Department of Animal Sciences, Animal Breeding and Genetics Group, University of Goettingen, Göttingen, Germany.
Center for Integrated Breeding Research, University of Goettingen, Göttingen, Germany.
PLoS One. 2021 Mar 30;16(3):e0245178. doi: 10.1371/journal.pone.0245178. eCollection 2021.
Single nucleotide polymorphisms (SNPs), genotyped with arrays, have become a widely used marker type in population genetic analyses over the last 10 years. However, compared to whole genome re-sequencing data, arrays are known to lack a substantial proportion of globally rare variants and tend to be biased towards variants present in populations involved in the development process of the respective array. This affects population genetic estimators and is known as SNP ascertainment bias. We investigated factors contributing to ascertainment bias in array development by redesigning the Axiom™ Genome-Wide Chicken Array in silico and evaluating changes in allele frequency spectra and heterozygosity estimates in a stepwise manner. A sequential reduction of rare alleles during the development process was shown. This was mainly caused by the identification of SNPs in a limited set of populations and a within-population selection of common SNPs when aiming for equidistant spacing. These effects were shown to be less severe with a larger discovery panel. Additionally, a generally massive overestimation of expected heterozygosity for the ascertained SNP sets was shown. This overestimation was 24% higher for populations involved in the discovery process than not involved populations in case of the original array. The same was observed after the SNP discovery step in the redesign. However, an unequal contribution of populations during the SNP selection can mask this effect but also adds uncertainty. Finally, we make suggestions for the design of specialized arrays for large scale projects where whole genome re-sequencing techniques are still too expensive.
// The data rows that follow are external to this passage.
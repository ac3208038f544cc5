//! Shared domain types.
//!
//! The loaded tables are immutable for the life of the process; every request
//! borrows them through a [`Dataset`] and resolves its own [`Selection`].

use chrono::NaiveDate;
use serde::{Deserialize, Serialize};
use tracing::debug;

/// Inflation series preselected when the data contains it.
pub const DEFAULT_INFLATION_SERIES: &str = "Headline Consumer Price Inflation";

/// One currency column of the rate table.
#[derive(Debug, Clone, PartialEq)]
pub struct CurrencySeries {
    pub code: String,
    pub values: Vec<f64>,
}

/// Cleaned exchange rates, column-major.
///
/// Invariants (established by ingest):
/// - `dates` strictly increasing
/// - every series has `dates.len()` finite values
/// - `currencies` keeps the file's column order
#[derive(Debug, Clone, PartialEq)]
pub struct RateTable {
    pub dates: Vec<NaiveDate>,
    pub currencies: Vec<CurrencySeries>,
}

impl RateTable {
    pub fn len(&self) -> usize {
        self.dates.len()
    }

    pub fn is_empty(&self) -> bool {
        self.dates.is_empty()
    }

    pub fn codes(&self) -> Vec<String> {
        self.currencies.iter().map(|c| c.code.clone()).collect()
    }

    /// Column position of a currency code.
    pub fn position(&self, code: &str) -> Option<usize> {
        self.currencies.iter().position(|c| c.code == code)
    }

    /// Borrowed view over an inclusive index range.
    ///
    /// The range must come from [`IndexRange::clamped`] against this table.
    pub fn window(&self, range: IndexRange) -> RateWindow<'_> {
        RateWindow {
            table: self,
            start: range.start,
            end: range.end,
        }
    }
}

/// A date-range restricted view of the [`RateTable`].
#[derive(Debug, Clone, Copy)]
pub struct RateWindow<'a> {
    table: &'a RateTable,
    start: usize,
    end: usize,
}

impl<'a> RateWindow<'a> {
    pub fn dates(&self) -> &'a [NaiveDate] {
        &self.table.dates[self.start..=self.end]
    }

    pub fn len(&self) -> usize {
        self.end - self.start + 1
    }

    pub fn is_empty(&self) -> bool {
        false
    }

    /// Values of one currency inside the window.
    pub fn series(&self, code: &str) -> Option<&'a [f64]> {
        self.table
            .currencies
            .iter()
            .find(|c| c.code == code)
            .map(|c| &c.values[self.start..=self.end])
    }

    /// Column position in the underlying table (used for tie-breaking).
    pub fn column_position(&self, code: &str) -> Option<usize> {
        self.table.position(code)
    }
}

/// One `(country, series, year)` cell of the reshaped inflation table.
#[derive(Debug, Clone, PartialEq, Serialize)]
pub struct InflationObservation {
    pub country: String,
    pub series_name: String,
    pub year: i32,
    /// `None` when the source cell was blank or not numeric.
    pub inflation_rate: Option<f64>,
}

/// Long-form inflation data.
#[derive(Debug, Clone, PartialEq, Default)]
pub struct InflationTable {
    pub observations: Vec<InflationObservation>,
    /// Distinct series names in first-appearance order.
    pub series_names: Vec<String>,
}

impl InflationTable {
    pub fn from_observations(observations: Vec<InflationObservation>) -> Self {
        let mut series_names: Vec<String> = Vec::new();
        for obs in &observations {
            if !series_names.contains(&obs.series_name) {
                series_names.push(obs.series_name.clone());
            }
        }
        Self {
            observations,
            series_names,
        }
    }

    pub fn series(&self, name: &str) -> impl Iterator<Item = &InflationObservation> {
        self.observations.iter().filter(move |o| o.series_name == name)
    }
}

/// Inclusive pair of row indices into the rate table.
#[derive(Debug, Clone, Copy, PartialEq, Eq, Serialize, Deserialize)]
pub struct IndexRange {
    pub start: usize,
    pub end: usize,
}

impl IndexRange {
    pub fn full(len: usize) -> Self {
        Self {
            start: 0,
            end: len.saturating_sub(1),
        }
    }

    /// Clamp both ends into `0..len` and order them so `start <= end`.
    pub fn clamped(start: usize, end: usize, len: usize) -> Self {
        let last = len.saturating_sub(1);
        let a = start.min(last);
        let b = end.min(last);
        Self {
            start: a.min(b),
            end: a.max(b),
        }
    }
}

/// Raw user choices as they arrive from a form, query string, or CLI flags.
#[derive(Debug, Clone, Default, PartialEq, Eq)]
pub struct SelectionQuery {
    pub currencies: Vec<String>,
    pub start: Option<usize>,
    pub end: Option<usize>,
    pub series: Option<String>,
    /// `None`: not supplied. `Some("")`: explicitly cleared.
    pub forecast: Option<String>,
    /// Currencies the submitting page was rendered with, if it says so.
    pub previous: Option<Vec<String>>,
}

impl SelectionQuery {
    pub fn is_empty(&self) -> bool {
        *self == Self::default()
    }
}

/// Selection Snapshot: the resolved state that drives one recomputation.
#[derive(Debug, Clone, PartialEq, Eq, Serialize)]
pub struct Selection {
    /// Ordered, unique, all known to the rate table.
    pub currencies: Vec<String>,
    pub range: IndexRange,
    pub inflation_series: Option<String>,
    pub forecast: Option<String>,
}

impl Selection {
    /// Initial page state: the first two currency columns over the full range.
    pub fn default_for(dataset: &Dataset) -> Self {
        let currencies: Vec<String> = dataset.rates.currencies.iter().take(2).map(|c| c.code.clone()).collect();
        let forecast = currencies.first().cloned();
        Self {
            currencies,
            range: IndexRange::full(dataset.rates.len()),
            inflation_series: default_series(&dataset.inflation),
            forecast,
        }
    }

    /// Resolve raw input against the dataset.
    pub fn resolve(query: &SelectionQuery, dataset: &Dataset) -> Self {
        if query.is_empty() {
            return Self::default_for(dataset);
        }

        let mut currencies: Vec<String> = Vec::new();
        for code in &query.currencies {
            let code = code.trim();
            if dataset.rates.position(code).is_none() {
                debug!(currency = code, "ignoring unknown currency in selection");
                continue;
            }
            if !currencies.iter().any(|c| c == code) {
                currencies.push(code.to_string());
            }
        }

        let len = dataset.rates.len();
        let range = IndexRange::clamped(
            query.start.unwrap_or(0),
            query.end.unwrap_or(len.saturating_sub(1)),
            len,
        );

        let inflation_series = match &query.series {
            Some(name) if dataset.inflation.series_names.contains(name) => Some(name.clone()),
            _ => default_series(&dataset.inflation),
        };

        // A changed currency list re-seeds the target from the new list.
        let changed = query.previous.as_ref().is_some_and(|prev| *prev != currencies);
        let forecast = match query.forecast.as_deref() {
            _ if changed => currencies.first().cloned(),
            Some("") => None,
            Some(code) if currencies.iter().any(|c| c == code) => Some(code.to_string()),
            _ => currencies.first().cloned(),
        };

        Self {
            currencies,
            range,
            inflation_series,
            forecast,
        }
    }
}

fn default_series(inflation: &InflationTable) -> Option<String> {
    if inflation.series_names.iter().any(|s| s == DEFAULT_INFLATION_SERIES) {
        return Some(DEFAULT_INFLATION_SERIES.to_string());
    }
    inflation.series_names.first().cloned()
}

/// A labelled position on the date-range slider.
#[derive(Debug, Clone, PartialEq, Eq, Serialize)]
pub struct SliderMark {
    pub index: usize,
    pub label: String,
}

/// Option lists derived once from the loaded data.
#[derive(Debug, Clone, PartialEq, Serialize)]
pub struct DashboardOptions {
    pub currencies: Vec<String>,
    pub inflation_series: Vec<String>,
    pub slider_min: usize,
    pub slider_max: usize,
    pub slider_marks: Vec<SliderMark>,
}

impl DashboardOptions {
    pub fn derive(rates: &RateTable, inflation: &InflationTable) -> Self {
        let n = rates.len();
        let last = n.saturating_sub(1);
        let mut positions = vec![0, n / 4, n / 2, 3 * n / 4, last];
        positions.retain(|p| *p <= last);
        positions.sort_unstable();
        positions.dedup();

        let slider_marks = positions
            .into_iter()
            .filter_map(|index| {
                rates.dates.get(index).map(|d| SliderMark {
                    index,
                    label: d.format("%Y-%m-%d").to_string(),
                })
            })
            .collect();

        Self {
            currencies: rates.codes(),
            inflation_series: inflation.series_names.clone(),
            slider_min: 0,
            slider_max: last,
            slider_marks,
        }
    }
}

/// The process-wide read-only data handle passed to every builder.
#[derive(Debug, Clone)]
pub struct Dataset {
    pub rates: RateTable,
    pub inflation: InflationTable,
    pub options: DashboardOptions,
}

impl Dataset {
    pub fn new(rates: RateTable, inflation: InflationTable) -> Self {
        let options = DashboardOptions::derive(&rates, &inflation);
        Self {
            rates,
            inflation,
            options,
        }
    }

    /// Rate view for a resolved selection.
    pub fn window(&self, selection: &Selection) -> RateWindow<'_> {
        self.rates.window(selection.range)
    }
}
单核苷酸多态性(SNPs),通过芯片进行基因分型,在过去 10 年中已成为群体遗传学分析中广泛使用的标记类型。然而,与全基因组重测序数据相比,芯片已知缺乏相当一部分全球罕见变异体,并且往往偏向于参与各自芯片开发过程的人群中存在的变异体。这会影响群体遗传估算值,这种现象被称为 SNP 确定偏差。我们通过重新设计 Axiom™全基因组鸡芯片,以逐步的方式评估等位基因频率谱和杂合度估计值的变化,来研究导致芯片开发中确定偏差的因素。结果显示,在开发过程中罕见等位基因逐渐减少。这主要是由于在有限的人群中确定 SNP 以及在以等距间隔为目标时对常见 SNP 进行群体内选择所致。发现面板较大时,这些影响会较小。此外,还显示出对确定的 SNP 集的预期杂合度的普遍严重高估。与未参与原始芯片发现过程的人群相比,参与发现过程的人群中的这种高估要高出 24%。在重新设计后的 SNP 发现步骤中也观察到了同样的情况。但是,在 SNP 选择过程中,群体的不平衡贡献可能会掩盖这种影响,但也会增加不确定性。最后,我们对大型项目中专门设计的芯片提出了建议,在这些项目中,全基因组重测序技术仍然过于昂贵。